We were also notorious at deflecting such topics. Now my sister, is a good eight years younger than me. While that is excellent family planning (or not: I will never know, and I definitely don’t want to know) – it sometimes leads to tactical goof-ups. As a father and son duo, we have hardly ever sat down together to watch a football or a cricket match. On one of the rare occasions that we did, we ended up watching a very enticing blonde gyrating suggestively with the most exotic fruits around the world and how they supposedly excited her. For a while, both father and son watched intently as we tried to wrap our heads around the commercial. When it finally did sink in, we did a mental “Oh, okay” each and like well-read middle class gentlemen, decided not to have a word about it. Until my sister, wedged comfortably between the two of us, innocently asked, “What’s that woman eating, baba?” My father, the insufferable sod that he is, floundered for a moment and said, “Why don’t you ask your brother?”
I wanted to say out loud, “That’s great parenting.” Instead, I composed myself and said, “That’s a very expensive candy from Europe, I think.” The misery continued – “Have you ever tried it?” I cringed inside and replied with a straight face, “I don’t like fruit candies.”
I thank my stars that she doesn’t recall the conversation having ever taken place. I am not too intent on reminding her, either.
My formative years were spent in a Roman Catholic school, where I used to be routinely whacked with a cane for a variety of reasons. The sprawling fields were dry, dusty and warm during the summers. They would turn lush green during the rains and I’d sit by the field to watch my friends play football in the mud. And winters meant Christmas break and annual sports day. It meant facing rejection at athletics trials year after year – for either being fat or short or both. Every year the rejects would invariably be lined up for an embarrassing drill in costumes that rivalled those of cross-dressers. We would mostly dance to Britney Spears or some other teen pop sensation. A part of me would die every year with the said drills. But what I remember most about those bright, cool and dry wintry afternoons were the reduced hours of study, the extended hours of conversation about cinema, books and our intertwined lives – as we sat beneath the ancient, tall trees and played with the broken grass, twigs and dirt – the shadows on our backs and our lives shortening and lengthening with every passing day.
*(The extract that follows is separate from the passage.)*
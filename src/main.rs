fn main() {
    habit_tracker_lib::run()
}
My parents’ obsession with not letting me grow up was at best, embarrassing. Take for instance the fact that I was the only one who wore shorts till I was in the ninth standard and was not allowed to shave. At best, I could pass off as a sepoy from the pre-independence era. My partner in bed and crime will testify to the same – she could hardly hold back tears of laughter (and joy) in her eyes (she likes to collect these specific moments and use them against me during arguments involving our families; needless to say, these end up trumping any form of accusations I level against her) as my mother called me something only Bengali mothers possessing the imagination of a thousand Tagores could. I died a little that day.
Or the instance when my father answered the phone when my crush called on my sixteenth birthday.